EXERCISE OBJECTIVE — Identify and pull out each line of the entries in which "InvalidAmount" occurs.

Extracted data entries —
'''

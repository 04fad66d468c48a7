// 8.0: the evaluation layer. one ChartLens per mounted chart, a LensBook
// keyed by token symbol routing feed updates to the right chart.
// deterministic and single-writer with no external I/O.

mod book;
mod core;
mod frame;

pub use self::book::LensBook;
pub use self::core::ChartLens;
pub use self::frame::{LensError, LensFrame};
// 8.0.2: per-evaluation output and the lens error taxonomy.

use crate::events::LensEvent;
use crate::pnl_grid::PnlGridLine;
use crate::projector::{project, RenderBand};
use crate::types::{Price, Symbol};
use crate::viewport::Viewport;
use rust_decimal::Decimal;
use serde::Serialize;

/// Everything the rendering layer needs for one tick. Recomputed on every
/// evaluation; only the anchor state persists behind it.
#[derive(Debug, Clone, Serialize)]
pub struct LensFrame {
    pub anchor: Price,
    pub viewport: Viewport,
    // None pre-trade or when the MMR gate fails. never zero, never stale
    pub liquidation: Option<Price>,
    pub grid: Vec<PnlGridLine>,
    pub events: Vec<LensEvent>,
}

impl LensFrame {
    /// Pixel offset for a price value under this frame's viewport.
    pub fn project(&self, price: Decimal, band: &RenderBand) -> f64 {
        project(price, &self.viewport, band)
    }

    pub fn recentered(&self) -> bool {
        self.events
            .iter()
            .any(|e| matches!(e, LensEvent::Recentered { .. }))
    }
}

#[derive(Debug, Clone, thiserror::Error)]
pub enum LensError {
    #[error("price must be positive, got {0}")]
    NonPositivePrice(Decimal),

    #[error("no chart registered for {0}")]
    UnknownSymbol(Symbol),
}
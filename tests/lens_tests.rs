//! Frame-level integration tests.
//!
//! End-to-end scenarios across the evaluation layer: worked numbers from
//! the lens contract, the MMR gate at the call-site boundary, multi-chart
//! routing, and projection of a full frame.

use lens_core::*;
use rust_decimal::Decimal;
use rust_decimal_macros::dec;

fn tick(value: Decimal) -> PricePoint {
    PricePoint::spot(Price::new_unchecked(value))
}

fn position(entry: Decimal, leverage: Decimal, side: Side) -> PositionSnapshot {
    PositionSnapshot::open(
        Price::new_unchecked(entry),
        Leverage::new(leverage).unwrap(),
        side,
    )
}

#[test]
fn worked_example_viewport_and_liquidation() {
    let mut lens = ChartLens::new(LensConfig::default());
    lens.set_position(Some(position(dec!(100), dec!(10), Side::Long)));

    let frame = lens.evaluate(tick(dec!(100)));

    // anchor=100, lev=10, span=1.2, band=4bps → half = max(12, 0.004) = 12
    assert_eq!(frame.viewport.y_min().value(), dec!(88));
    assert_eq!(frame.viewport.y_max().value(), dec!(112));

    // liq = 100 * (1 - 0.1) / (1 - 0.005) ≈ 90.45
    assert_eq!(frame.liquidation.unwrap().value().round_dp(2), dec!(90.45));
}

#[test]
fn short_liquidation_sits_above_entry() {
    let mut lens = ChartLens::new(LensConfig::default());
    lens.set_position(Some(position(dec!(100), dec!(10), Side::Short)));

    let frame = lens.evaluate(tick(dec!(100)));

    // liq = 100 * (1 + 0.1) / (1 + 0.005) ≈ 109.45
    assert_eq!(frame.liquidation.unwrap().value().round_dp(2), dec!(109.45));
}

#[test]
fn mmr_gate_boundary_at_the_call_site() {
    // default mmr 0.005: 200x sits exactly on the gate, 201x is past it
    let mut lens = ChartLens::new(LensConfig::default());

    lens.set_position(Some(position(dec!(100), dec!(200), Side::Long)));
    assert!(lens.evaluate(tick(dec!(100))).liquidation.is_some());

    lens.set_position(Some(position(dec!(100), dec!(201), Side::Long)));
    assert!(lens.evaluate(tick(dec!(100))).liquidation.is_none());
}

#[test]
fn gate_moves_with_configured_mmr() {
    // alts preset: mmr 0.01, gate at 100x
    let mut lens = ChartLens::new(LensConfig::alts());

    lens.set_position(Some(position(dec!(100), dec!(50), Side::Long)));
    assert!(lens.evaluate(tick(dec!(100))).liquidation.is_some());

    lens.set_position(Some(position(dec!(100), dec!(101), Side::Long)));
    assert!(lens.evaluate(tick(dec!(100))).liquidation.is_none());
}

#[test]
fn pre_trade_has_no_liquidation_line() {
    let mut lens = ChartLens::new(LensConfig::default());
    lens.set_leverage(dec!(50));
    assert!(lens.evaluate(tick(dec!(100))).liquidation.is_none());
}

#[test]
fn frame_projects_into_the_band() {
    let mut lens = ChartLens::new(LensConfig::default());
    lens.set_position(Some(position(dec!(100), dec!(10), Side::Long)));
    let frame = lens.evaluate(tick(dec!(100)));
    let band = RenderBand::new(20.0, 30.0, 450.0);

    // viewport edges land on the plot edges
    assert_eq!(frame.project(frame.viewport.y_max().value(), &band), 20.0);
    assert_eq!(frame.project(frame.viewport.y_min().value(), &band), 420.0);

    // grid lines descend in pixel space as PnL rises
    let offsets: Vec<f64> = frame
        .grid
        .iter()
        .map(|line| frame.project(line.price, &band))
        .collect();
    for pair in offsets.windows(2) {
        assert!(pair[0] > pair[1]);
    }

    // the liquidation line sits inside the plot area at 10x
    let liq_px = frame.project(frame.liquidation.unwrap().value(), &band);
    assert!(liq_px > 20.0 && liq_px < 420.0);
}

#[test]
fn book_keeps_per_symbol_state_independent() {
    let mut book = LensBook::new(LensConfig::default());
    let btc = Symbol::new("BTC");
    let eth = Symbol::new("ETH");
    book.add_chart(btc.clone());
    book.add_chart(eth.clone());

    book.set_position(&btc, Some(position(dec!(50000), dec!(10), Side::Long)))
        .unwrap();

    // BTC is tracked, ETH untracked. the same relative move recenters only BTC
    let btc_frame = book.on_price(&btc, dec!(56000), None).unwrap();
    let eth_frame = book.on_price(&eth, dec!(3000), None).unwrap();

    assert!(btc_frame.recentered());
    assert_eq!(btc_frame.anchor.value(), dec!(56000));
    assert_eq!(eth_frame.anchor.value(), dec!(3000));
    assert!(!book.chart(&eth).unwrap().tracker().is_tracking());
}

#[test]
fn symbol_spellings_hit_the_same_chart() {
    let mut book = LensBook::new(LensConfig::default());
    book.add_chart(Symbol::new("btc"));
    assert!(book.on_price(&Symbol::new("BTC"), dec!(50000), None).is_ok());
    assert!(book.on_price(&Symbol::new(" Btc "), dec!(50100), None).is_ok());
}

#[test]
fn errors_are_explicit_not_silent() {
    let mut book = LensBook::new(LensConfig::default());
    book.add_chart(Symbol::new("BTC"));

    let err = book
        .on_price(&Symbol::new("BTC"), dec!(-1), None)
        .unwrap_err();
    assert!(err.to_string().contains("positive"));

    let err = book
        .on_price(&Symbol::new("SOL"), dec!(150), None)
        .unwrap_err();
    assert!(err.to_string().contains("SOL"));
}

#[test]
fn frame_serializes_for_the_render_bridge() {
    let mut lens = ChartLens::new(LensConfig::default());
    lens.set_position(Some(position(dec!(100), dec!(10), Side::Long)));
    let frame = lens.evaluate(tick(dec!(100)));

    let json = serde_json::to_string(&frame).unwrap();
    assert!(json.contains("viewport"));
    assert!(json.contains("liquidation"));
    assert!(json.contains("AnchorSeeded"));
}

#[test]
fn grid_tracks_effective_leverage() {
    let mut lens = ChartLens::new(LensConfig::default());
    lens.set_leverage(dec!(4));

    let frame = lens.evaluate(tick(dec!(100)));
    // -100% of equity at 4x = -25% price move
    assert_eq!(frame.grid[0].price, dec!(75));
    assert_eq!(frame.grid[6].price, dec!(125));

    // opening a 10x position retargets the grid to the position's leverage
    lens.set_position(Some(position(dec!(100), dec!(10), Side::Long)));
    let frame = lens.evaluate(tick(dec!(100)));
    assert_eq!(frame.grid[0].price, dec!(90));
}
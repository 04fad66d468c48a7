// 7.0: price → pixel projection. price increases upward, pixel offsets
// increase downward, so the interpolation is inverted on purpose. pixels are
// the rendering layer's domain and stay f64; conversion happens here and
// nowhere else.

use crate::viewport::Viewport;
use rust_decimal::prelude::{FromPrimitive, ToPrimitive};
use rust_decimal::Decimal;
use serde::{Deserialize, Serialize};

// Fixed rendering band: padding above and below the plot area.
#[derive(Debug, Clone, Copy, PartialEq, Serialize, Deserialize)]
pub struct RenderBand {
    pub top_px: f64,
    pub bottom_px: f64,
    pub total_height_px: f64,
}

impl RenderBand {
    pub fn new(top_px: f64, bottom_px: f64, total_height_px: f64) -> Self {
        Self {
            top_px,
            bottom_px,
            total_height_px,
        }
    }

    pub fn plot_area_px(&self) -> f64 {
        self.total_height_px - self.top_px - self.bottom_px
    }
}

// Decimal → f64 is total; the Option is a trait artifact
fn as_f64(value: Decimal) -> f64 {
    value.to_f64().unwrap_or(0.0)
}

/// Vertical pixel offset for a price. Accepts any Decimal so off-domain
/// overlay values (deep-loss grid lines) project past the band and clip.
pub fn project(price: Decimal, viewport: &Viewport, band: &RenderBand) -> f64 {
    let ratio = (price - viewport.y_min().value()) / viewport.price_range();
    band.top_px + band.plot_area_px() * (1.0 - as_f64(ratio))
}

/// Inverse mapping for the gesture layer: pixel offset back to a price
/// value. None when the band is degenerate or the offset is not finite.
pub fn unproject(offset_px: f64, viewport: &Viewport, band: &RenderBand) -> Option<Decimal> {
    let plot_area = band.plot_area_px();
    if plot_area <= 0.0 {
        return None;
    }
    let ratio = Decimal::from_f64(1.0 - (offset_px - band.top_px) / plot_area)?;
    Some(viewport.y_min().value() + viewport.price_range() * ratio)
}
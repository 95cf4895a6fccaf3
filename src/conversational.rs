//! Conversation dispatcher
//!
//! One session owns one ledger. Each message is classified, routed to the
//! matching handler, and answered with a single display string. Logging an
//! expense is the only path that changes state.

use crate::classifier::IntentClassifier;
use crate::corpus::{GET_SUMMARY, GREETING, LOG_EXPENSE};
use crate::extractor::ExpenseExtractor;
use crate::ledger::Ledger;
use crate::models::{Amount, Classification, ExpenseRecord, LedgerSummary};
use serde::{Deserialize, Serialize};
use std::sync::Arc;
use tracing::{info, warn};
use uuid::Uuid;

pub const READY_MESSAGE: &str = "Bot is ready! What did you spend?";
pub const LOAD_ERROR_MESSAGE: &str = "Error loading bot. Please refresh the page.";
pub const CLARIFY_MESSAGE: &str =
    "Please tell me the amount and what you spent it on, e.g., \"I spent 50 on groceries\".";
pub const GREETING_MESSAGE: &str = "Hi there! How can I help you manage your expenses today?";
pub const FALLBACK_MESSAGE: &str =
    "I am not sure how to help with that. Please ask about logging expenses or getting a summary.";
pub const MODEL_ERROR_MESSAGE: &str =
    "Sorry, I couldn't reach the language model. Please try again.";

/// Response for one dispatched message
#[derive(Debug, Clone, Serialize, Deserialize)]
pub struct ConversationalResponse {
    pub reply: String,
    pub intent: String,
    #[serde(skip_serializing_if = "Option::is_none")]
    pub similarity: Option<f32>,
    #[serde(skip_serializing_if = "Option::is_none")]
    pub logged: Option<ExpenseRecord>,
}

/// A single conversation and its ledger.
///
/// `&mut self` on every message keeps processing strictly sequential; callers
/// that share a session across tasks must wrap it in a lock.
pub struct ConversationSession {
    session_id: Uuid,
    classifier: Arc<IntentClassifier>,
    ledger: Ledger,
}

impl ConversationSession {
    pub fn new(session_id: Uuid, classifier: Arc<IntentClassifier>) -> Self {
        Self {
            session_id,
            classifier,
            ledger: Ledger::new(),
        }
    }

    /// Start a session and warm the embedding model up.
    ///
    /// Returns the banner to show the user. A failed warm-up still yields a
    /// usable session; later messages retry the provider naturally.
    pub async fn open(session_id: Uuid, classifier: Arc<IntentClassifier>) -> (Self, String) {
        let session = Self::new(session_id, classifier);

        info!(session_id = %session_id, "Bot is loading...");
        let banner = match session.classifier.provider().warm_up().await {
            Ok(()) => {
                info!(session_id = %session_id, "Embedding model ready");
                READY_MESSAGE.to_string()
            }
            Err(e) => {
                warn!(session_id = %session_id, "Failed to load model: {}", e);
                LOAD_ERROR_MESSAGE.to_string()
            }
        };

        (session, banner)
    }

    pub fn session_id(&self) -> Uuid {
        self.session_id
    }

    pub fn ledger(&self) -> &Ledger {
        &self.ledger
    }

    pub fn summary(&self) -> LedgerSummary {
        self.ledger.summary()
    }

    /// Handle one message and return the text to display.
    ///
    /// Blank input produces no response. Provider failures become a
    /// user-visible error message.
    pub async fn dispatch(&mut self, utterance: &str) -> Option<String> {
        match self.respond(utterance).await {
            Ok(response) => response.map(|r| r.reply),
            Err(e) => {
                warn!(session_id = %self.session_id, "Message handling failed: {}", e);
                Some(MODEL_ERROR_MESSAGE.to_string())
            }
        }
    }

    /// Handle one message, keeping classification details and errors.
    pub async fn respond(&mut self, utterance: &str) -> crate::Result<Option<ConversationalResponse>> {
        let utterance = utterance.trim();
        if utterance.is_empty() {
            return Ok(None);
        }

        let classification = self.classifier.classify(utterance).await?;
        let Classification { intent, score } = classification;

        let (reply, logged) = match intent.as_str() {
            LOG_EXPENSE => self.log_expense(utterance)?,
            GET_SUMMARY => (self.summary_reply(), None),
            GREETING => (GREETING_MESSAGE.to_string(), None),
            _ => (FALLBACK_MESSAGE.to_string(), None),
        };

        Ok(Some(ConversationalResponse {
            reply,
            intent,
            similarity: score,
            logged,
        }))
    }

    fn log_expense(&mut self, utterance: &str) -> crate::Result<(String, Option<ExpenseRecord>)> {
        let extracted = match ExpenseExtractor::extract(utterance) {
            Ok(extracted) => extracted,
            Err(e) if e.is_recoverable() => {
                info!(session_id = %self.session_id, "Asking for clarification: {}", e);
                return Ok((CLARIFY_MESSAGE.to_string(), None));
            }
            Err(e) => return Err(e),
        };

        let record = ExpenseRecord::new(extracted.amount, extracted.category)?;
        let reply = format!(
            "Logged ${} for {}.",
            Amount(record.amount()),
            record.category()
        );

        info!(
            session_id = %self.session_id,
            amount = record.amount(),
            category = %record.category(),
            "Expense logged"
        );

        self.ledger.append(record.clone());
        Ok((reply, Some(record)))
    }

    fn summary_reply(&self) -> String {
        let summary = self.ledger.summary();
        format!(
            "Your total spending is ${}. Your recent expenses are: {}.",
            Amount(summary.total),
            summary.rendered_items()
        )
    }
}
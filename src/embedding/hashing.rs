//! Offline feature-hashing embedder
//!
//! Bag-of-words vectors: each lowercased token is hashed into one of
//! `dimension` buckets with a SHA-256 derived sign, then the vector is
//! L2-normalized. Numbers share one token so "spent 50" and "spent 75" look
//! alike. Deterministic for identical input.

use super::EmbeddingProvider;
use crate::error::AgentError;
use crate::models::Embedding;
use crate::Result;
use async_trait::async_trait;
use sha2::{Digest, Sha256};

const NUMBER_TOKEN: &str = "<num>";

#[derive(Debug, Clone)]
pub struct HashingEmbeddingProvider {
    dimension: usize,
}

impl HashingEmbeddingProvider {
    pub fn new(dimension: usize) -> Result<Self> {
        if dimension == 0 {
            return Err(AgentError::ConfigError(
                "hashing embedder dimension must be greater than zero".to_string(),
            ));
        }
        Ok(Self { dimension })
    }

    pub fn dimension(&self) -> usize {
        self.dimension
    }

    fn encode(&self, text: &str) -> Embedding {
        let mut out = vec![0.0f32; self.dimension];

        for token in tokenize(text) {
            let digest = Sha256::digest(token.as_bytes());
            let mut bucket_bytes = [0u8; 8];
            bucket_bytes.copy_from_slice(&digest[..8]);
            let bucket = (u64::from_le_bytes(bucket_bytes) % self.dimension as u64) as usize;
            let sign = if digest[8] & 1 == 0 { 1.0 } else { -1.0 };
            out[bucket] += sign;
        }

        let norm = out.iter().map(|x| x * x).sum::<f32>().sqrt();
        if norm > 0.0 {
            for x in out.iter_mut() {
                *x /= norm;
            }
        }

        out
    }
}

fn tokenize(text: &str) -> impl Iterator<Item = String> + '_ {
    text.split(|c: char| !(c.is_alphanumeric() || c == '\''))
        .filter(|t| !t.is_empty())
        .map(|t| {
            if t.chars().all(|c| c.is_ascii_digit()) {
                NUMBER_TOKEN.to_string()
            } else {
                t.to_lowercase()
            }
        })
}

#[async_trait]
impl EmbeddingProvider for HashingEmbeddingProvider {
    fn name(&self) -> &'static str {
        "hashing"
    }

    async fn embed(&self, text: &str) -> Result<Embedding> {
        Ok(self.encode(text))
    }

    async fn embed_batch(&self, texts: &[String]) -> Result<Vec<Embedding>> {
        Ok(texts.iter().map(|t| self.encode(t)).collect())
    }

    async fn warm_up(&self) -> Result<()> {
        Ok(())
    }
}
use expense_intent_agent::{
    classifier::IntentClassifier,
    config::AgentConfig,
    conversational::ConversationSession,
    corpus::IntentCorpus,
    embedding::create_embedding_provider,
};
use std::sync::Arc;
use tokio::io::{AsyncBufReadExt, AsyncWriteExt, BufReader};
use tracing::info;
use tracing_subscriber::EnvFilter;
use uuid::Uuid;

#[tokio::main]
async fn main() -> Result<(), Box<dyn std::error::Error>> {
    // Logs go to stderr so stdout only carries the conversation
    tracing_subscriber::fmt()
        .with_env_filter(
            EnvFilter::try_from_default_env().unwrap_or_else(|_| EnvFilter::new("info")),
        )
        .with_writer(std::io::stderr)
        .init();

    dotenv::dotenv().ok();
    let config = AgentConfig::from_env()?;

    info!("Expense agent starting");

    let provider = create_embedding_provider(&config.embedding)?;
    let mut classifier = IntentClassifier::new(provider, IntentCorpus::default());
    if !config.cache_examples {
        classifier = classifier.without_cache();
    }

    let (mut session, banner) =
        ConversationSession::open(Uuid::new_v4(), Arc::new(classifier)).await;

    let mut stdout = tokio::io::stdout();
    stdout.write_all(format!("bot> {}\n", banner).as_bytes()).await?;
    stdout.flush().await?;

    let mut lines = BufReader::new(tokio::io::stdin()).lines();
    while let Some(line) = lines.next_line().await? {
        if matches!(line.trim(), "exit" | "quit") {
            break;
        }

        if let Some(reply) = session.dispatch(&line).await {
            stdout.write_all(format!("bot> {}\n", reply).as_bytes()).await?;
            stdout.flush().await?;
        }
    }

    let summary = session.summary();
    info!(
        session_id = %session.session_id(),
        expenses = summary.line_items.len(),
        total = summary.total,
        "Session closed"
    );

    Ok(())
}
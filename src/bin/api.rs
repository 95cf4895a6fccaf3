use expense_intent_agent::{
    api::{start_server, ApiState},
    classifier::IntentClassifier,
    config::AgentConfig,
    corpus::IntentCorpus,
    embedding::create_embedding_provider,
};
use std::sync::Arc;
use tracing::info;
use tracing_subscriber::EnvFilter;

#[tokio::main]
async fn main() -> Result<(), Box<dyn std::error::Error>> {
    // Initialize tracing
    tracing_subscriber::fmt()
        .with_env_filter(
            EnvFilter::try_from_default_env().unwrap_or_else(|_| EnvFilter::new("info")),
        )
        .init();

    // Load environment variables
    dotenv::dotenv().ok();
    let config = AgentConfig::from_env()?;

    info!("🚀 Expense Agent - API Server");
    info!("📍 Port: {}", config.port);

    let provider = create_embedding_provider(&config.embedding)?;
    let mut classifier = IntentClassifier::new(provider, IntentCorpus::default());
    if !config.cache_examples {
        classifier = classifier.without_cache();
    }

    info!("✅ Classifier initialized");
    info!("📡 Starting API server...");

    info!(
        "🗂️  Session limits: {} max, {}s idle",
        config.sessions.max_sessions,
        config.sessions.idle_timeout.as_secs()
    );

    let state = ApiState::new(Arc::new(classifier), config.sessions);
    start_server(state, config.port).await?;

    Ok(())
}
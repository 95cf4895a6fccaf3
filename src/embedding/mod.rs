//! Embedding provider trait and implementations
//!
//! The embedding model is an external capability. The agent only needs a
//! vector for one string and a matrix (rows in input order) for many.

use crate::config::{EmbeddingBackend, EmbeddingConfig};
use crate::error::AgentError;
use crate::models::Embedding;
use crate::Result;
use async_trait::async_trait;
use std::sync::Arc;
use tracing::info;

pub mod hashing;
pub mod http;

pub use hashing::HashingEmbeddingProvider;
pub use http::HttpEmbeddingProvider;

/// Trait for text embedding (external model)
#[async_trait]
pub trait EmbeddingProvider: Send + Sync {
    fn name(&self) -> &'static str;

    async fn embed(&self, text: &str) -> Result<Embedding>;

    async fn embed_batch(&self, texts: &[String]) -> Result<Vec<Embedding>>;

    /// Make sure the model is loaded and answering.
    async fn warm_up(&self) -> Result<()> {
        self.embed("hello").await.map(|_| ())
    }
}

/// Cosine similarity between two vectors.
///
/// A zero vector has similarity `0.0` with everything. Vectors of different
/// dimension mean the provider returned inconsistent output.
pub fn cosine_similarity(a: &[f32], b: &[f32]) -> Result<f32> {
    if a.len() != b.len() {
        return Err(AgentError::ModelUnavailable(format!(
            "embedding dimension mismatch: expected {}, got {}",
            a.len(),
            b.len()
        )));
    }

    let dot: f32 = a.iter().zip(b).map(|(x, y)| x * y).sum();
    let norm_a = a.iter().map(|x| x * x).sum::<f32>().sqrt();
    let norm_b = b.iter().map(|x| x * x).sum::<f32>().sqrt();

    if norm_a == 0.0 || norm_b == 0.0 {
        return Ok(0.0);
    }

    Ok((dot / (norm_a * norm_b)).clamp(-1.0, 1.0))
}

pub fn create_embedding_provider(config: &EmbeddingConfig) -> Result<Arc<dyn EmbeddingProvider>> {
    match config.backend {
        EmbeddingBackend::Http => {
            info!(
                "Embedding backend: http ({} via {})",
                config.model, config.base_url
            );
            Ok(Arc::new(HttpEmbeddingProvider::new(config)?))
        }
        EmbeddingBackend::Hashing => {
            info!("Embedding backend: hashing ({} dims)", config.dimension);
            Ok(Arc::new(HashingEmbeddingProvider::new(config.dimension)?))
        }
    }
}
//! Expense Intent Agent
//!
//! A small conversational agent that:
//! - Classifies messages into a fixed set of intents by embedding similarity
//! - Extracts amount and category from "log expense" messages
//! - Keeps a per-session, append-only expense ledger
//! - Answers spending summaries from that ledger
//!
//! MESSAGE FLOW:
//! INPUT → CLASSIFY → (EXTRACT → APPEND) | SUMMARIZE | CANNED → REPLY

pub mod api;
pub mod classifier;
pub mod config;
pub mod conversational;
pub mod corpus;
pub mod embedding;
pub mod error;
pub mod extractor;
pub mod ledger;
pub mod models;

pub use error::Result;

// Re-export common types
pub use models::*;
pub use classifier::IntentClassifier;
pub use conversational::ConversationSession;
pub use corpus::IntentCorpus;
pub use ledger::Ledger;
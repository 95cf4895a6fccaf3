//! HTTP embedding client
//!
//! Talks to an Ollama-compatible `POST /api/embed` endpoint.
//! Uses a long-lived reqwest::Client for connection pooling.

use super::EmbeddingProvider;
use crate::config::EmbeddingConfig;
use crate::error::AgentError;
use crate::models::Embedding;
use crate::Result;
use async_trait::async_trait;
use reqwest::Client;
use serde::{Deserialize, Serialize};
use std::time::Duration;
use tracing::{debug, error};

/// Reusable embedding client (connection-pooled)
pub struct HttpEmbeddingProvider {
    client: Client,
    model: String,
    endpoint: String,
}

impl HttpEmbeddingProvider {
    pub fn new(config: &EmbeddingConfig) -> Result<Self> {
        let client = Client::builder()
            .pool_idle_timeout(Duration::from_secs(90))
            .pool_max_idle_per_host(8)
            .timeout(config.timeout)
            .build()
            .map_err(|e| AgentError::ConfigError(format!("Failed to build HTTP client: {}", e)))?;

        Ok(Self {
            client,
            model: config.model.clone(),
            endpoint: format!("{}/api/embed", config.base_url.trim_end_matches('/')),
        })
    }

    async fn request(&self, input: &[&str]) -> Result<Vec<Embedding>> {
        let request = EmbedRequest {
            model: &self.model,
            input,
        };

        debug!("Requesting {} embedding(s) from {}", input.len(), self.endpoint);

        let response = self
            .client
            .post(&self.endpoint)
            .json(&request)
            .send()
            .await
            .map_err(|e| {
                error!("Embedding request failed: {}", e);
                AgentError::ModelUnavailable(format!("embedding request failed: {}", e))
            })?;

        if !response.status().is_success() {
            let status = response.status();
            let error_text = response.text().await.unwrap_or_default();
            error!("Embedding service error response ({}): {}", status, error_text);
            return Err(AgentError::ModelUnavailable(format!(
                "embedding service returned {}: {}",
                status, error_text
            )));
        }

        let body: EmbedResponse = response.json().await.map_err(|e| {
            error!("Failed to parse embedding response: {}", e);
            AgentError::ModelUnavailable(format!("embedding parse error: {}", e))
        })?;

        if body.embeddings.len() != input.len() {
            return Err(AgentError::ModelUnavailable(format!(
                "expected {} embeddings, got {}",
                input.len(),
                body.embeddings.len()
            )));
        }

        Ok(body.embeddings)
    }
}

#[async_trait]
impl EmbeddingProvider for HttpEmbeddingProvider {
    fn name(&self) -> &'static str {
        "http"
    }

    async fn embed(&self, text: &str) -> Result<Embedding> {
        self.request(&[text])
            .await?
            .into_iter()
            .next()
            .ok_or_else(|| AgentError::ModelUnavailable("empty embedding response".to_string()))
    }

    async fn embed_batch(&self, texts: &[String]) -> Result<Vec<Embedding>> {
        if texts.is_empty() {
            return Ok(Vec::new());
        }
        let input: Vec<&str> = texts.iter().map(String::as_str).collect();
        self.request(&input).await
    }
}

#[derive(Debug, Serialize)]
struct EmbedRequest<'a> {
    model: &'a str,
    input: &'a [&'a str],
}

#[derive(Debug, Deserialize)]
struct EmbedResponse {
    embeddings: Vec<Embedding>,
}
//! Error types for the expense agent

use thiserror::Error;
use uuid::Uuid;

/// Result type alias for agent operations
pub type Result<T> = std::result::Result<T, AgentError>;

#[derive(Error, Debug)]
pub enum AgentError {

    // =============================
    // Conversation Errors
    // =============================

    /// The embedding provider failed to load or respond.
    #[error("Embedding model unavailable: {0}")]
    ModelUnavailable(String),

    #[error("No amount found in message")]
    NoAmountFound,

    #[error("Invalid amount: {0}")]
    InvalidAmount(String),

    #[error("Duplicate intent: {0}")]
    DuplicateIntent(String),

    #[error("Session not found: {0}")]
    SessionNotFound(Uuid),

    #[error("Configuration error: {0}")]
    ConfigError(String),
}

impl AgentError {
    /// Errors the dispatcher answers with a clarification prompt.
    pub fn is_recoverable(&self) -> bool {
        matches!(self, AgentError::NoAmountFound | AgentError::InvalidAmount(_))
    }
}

'''

TASK OUTPUT —
    InvalidAmount(String),
        matches!(self, AgentError::NoAmountFound | AgentError::InvalidAmount(_))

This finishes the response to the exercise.